### WHAT IS REQUIRED
Throughout the listing below, show every line in which "them" occurs.
╭─ DATA RECORDS
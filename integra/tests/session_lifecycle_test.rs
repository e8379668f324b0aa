use integra::credentials::{CredentialStore, MemoryCredentialStore};
use integra::identity::InMemoryIdentityProvider;
use integra::routing::HistoryRouter;
use integra::settings::Settings;
use integra::{AuthContext, AuthError, SharedAuthContext};
use integra_core::routing::Navigator;
use integra_core::settings::scheduler_interval::SchedulerInterval;
use integra_core::settings::session::SessionSettings;
use integra_types::{RouteDecision, Session, SessionStatus};
use std::sync::Arc;
use std::time::Duration;

struct Harness {
    ctx: SharedAuthContext,
    provider: Arc<InMemoryIdentityProvider>,
    credentials: Arc<MemoryCredentialStore>,
}

fn harness_with(provider: InMemoryIdentityProvider, recheck: SchedulerInterval) -> Harness {
    let provider = Arc::new(provider);
    let credentials = Arc::new(MemoryCredentialStore::new());
    let settings = Settings {
        session: SessionSettings::with_recheck_interval(recheck),
        ..Settings::default()
    };
    let ctx = AuthContext::from_parts(settings, provider.clone(), credentials.clone());
    Harness {
        ctx,
        provider,
        credentials,
    }
}

fn harness() -> Harness {
    harness_with(
        InMemoryIdentityProvider::seeded(),
        SchedulerInterval::Minutes(5),
    )
}

#[tokio::test]
async fn test_repeated_checks_agree() {
    let h = harness();
    h.ctx.start().await;
    h.ctx
        .login("operator@cbank.example", "operator-demo")
        .await
        .unwrap();

    let (first, second) = tokio::join!(
        h.ctx.session.check_session(),
        h.ctx.session.check_session()
    );
    assert_eq!(first.identity, second.identity);
    assert_eq!(h.ctx.session().status(), SessionStatus::Authenticated);
    assert!(!h.ctx.session().loading);

    h.ctx.shutdown().await;
}

#[tokio::test]
async fn test_provider_failure_fails_closed() {
    let h = harness();
    h.ctx.start().await;
    h.ctx.login("admin@cbank.example", "admin-demo").await.unwrap();

    h.provider.set_available(false);
    let session = h.ctx.session.check_session().await;

    assert_eq!(session, Session::unauthenticated());
    assert!(h.ctx.permissions().granted().is_empty());
    assert!(h.credentials.load().unwrap().is_some());

    h.ctx.shutdown().await;
}

#[tokio::test]
async fn test_login_unavailable_reports_error() {
    let h = harness();
    h.ctx.start().await;
    h.provider.set_available(false);

    let err = h
        .ctx
        .login("admin@cbank.example", "admin-demo")
        .await
        .unwrap_err();
    assert!(matches!(err, AuthError::ProviderUnavailable(_)));
    assert_eq!(h.ctx.session(), Session::unauthenticated());

    h.ctx.shutdown().await;
}

#[tokio::test]
async fn test_logout_while_login_in_flight_wins() {
    let h = harness_with(
        InMemoryIdentityProvider::seeded().with_latency(Duration::from_millis(100)),
        SchedulerInterval::Minutes(5),
    );
    h.ctx.start().await;

    let login = {
        let ctx = h.ctx.clone();
        tokio::spawn(async move { ctx.login("admin@cbank.example", "admin-demo").await })
    };
    tokio::time::sleep(Duration::from_millis(20)).await;
    h.ctx.logout();

    assert_eq!(login.await.unwrap(), Err(AuthError::Superseded));
    assert_eq!(h.ctx.session(), Session::unauthenticated());
    assert!(h.credentials.load().unwrap().is_none());
    assert_eq!(h.provider.active_tokens(), 0);

    h.ctx.shutdown().await;
}

#[tokio::test]
async fn test_later_login_supersedes_earlier_one() {
    let h = harness_with(
        InMemoryIdentityProvider::seeded().with_latency(Duration::from_millis(60)),
        SchedulerInterval::Minutes(5),
    );
    h.ctx.start().await;

    let first = {
        let ctx = h.ctx.clone();
        tokio::spawn(async move { ctx.login("admin@cbank.example", "admin-demo").await })
    };
    tokio::time::sleep(Duration::from_millis(10)).await;
    let second = h.ctx.login("viewer@cbank.example", "viewer-demo").await;

    assert_eq!(first.await.unwrap(), Err(AuthError::Superseded));
    assert_eq!(second.unwrap().email, "viewer@cbank.example");
    assert_eq!(
        h.ctx.current_user().map(|u| u.email),
        Some("viewer@cbank.example".to_string())
    );

    h.ctx.shutdown().await;
}

#[tokio::test]
async fn test_periodic_recheck_signs_out_revoked_user() {
    let h = harness_with(
        InMemoryIdentityProvider::seeded(),
        SchedulerInterval::Seconds(1),
    );
    h.ctx.start().await;
    h.ctx
        .login("operator@cbank.example", "operator-demo")
        .await
        .unwrap();
    let mut updates = h.ctx.session.subscribe();

    h.provider.revoke_user("operator@cbank.example");

    tokio::time::timeout(Duration::from_secs(5), async {
        while updates.borrow_and_update().is_authenticated() {
            updates.changed().await.unwrap();
        }
    })
    .await
    .expect("revoked session should be signed out by the periodic check");

    assert!(h.credentials.load().unwrap().is_none());
    h.ctx.shutdown().await;
}

#[tokio::test]
async fn test_router_follows_session_changes() {
    let h = harness();
    let router = Arc::new(HistoryRouter::new("/integrations/INT-3/edit"));
    let mut decisions = h.ctx.attach_router(router.clone(), router.subscribe());
    h.ctx.start().await;

    tokio::time::timeout(Duration::from_secs(1), async {
        while router.current_path() != "/login" {
            decisions.changed().await.unwrap();
        }
    })
    .await
    .unwrap();
    assert_eq!(
        router.redirected_from().as_deref(),
        Some("/integrations/INT-3/edit")
    );

    h.ctx
        .login("operator@cbank.example", "operator-demo")
        .await
        .unwrap();
    tokio::time::timeout(Duration::from_secs(1), async {
        while *decisions.borrow_and_update() != RouteDecision::Render
            || router.current_path() == "/login"
        {
            decisions.changed().await.unwrap();
        }
    })
    .await
    .unwrap();
    assert_eq!(router.current_path(), "/integrations/INT-3/edit");

    h.ctx.shutdown().await;
}
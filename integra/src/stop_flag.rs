use std::sync::{
    atomic::{AtomicBool, Ordering},
    Arc,
};

use tokio::{signal, sync::Notify};
use tracing::info;

/// Shared shutdown signal for background tasks owned by an `AuthContext`.
#[derive(Clone, Debug, Default)]
pub struct StopFlag {
    flag: Arc<AtomicBool>,
    notify: Arc<Notify>,
}

impl StopFlag {
    pub fn new() -> Self {
        StopFlag {
            flag: Arc::new(AtomicBool::new(false)),
            notify: Arc::new(Notify::new()),
        }
    }

    pub fn stop(&self) {
        self.flag.store(true, Ordering::SeqCst);
        self.notify.notify_waiters();
    }

    pub fn is_stopped(&self) -> bool {
        self.flag.load(Ordering::SeqCst)
    }

    /// Resolves once `stop` has been called, also when it happened earlier.
    pub async fn wait(&self) {
        loop {
            let notified = self.notify.notified();
            if self.is_stopped() {
                return;
            }
            notified.await;
        }
    }
}

pub fn register_signal_handler(stop_flag: &StopFlag) {
    let stop_flag = stop_flag.clone();
    tokio::spawn(async move {
        let _ = signal::ctrl_c().await;
        info!("Ctrl-C received, shutting down...");
        stop_flag.stop();
    });
}
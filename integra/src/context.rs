use integra_core::authorization::{self, AccessDenied, Guarded};
use integra_core::routing::{self, navigation_for, required_capabilities, Navigator, RouteGuard};
use integra_core::settings::identity_provider::ProviderMode;
use integra_core::settings::session::CredentialStoreKind;
use integra_types::{Capability, NavItem, PermissionSet, RouteDecision, Session, User};
use std::sync::{Arc, Mutex};
use tokio::sync::watch;
use tokio::task::JoinHandle;
use tracing::{debug, info};

use crate::credentials::{CredentialStore, FileCredentialStore, MemoryCredentialStore};
use crate::error::AuthError;
use crate::identity::{HttpIdentityProvider, IdentityProvider, InMemoryIdentityProvider};
use crate::routing::spawn_route_guard;
use crate::session::{spawn_session_refresher, SessionStore};
use crate::settings::Settings;
use crate::stop_flag::StopFlag;

/// Everything an application needs to gate its views: the session store,
/// the permission lookups and the background tasks keeping them current.
pub struct AuthContext {
    pub settings: Settings,
    pub session: Arc<SessionStore>,
    pub stop_flag: StopFlag,
    handles: Mutex<Vec<JoinHandle<()>>>,
}

pub type SharedAuthContext = Arc<AuthContext>;

impl AuthContext {
    /// Build provider and credential store as configured.
    pub fn new(settings: Settings) -> anyhow::Result<SharedAuthContext> {
        let provider: Arc<dyn IdentityProvider> = match settings.identity_provider.mode {
            ProviderMode::InMemory => {
                info!("Using the in-memory identity provider");
                Arc::new(InMemoryIdentityProvider::seeded())
            }
            ProviderMode::Http => {
                let provider = HttpIdentityProvider::from_settings(&settings.identity_provider)?;
                info!("Using the identity provider at {}", provider.base_url());
                Arc::new(provider)
            }
        };

        let credentials: Arc<dyn CredentialStore> = match settings.session.credential_store {
            CredentialStoreKind::Memory => Arc::new(MemoryCredentialStore::new()),
            CredentialStoreKind::File => match &settings.session.credential_dir {
                Some(dir) => Arc::new(FileCredentialStore::new(dir, provider.name())),
                None => Arc::new(FileCredentialStore::in_default_dir(provider.name())?),
            },
        };

        Ok(Self::from_parts(settings, provider, credentials))
    }

    pub fn from_parts(
        settings: Settings,
        provider: Arc<dyn IdentityProvider>,
        credentials: Arc<dyn CredentialStore>,
    ) -> SharedAuthContext {
        Arc::new(Self {
            settings,
            session: Arc::new(SessionStore::new(provider, credentials)),
            stop_flag: StopFlag::new(),
            handles: Mutex::new(Vec::new()),
        })
    }

    /// Run the initial session check and start the periodic re-check.
    pub async fn start(&self) -> Session {
        let session = self.session.check_session().await;
        let handle = spawn_session_refresher(
            self.session.clone(),
            self.settings.session.recheck_interval,
            self.stop_flag.clone(),
        );
        self.track(handle);
        session
    }

    /// Keep `navigator` guarded for as long as the context runs.
    pub fn attach_router<N>(
        &self,
        navigator: N,
        location: watch::Receiver<String>,
    ) -> watch::Receiver<RouteDecision>
    where
        N: Navigator + 'static,
    {
        let (decisions, handle) = spawn_route_guard(
            RouteGuard::new(navigator),
            self.session.subscribe(),
            location,
            self.stop_flag.clone(),
        );
        self.track(handle);
        decisions
    }

    fn track(&self, handle: JoinHandle<()>) {
        if let Ok(mut handles) = self.handles.lock() {
            handles.push(handle);
        }
    }

    pub fn session(&self) -> Session {
        self.session.snapshot()
    }

    pub fn current_user(&self) -> Option<User> {
        self.session.snapshot().identity
    }

    pub async fn login(&self, email: &str, password: &str) -> Result<User, AuthError> {
        self.session.login(email, password).await
    }

    pub fn logout(&self) -> Option<JoinHandle<()>> {
        self.session.logout()
    }

    pub fn permissions(&self) -> &'static PermissionSet {
        authorization::permissions_for(self.session.snapshot().role())
    }

    pub fn can(&self, capability: Capability) -> bool {
        authorization::is_allowed(self.session.snapshot().role(), capability)
    }

    pub fn route_decision(&self, pathname: &str) -> RouteDecision {
        routing::evaluate(&self.session.snapshot(), pathname)
    }

    pub fn guard<T, C, F>(&self, required: &[Capability], children: C, fallback: Option<F>) -> Guarded<T>
    where
        C: FnOnce() -> T,
        F: FnOnce() -> T,
    {
        authorization::guard(&self.session.snapshot(), required, children, fallback)
    }

    /// Guard the content of a page with the capabilities its route requires.
    /// Pages outside the route table are always denied.
    pub fn guard_page<T, C>(&self, pathname: &str, children: C) -> Guarded<T>
    where
        C: FnOnce() -> T,
    {
        match required_capabilities(pathname) {
            Some(required) => self.guard(required, children, None::<fn() -> T>),
            None => {
                debug!("No route matches {}, denying its content", pathname);
                Guarded::Denied(AccessDenied::unknown_page(&self.session.snapshot()))
            }
        }
    }

    pub fn navigation(&self) -> Vec<NavItem> {
        navigation_for(self.permissions())
    }

    /// Stop background tasks and wait for them.
    pub async fn shutdown(&self) {
        self.stop_flag.stop();
        let handles: Vec<JoinHandle<()>> = match self.handles.lock() {
            Ok(mut handles) => handles.drain(..).collect(),
            Err(_) => Vec::new(),
        };
        for handle in handles {
            if let Err(e) = handle.await {
                debug!("Background task ended abnormally: {}", e);
            }
        }
    }
}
╰─
### RESULT BELOW
/// the permission lookups and the background tasks keeping them current.
    /// Stop background tasks and wait for them.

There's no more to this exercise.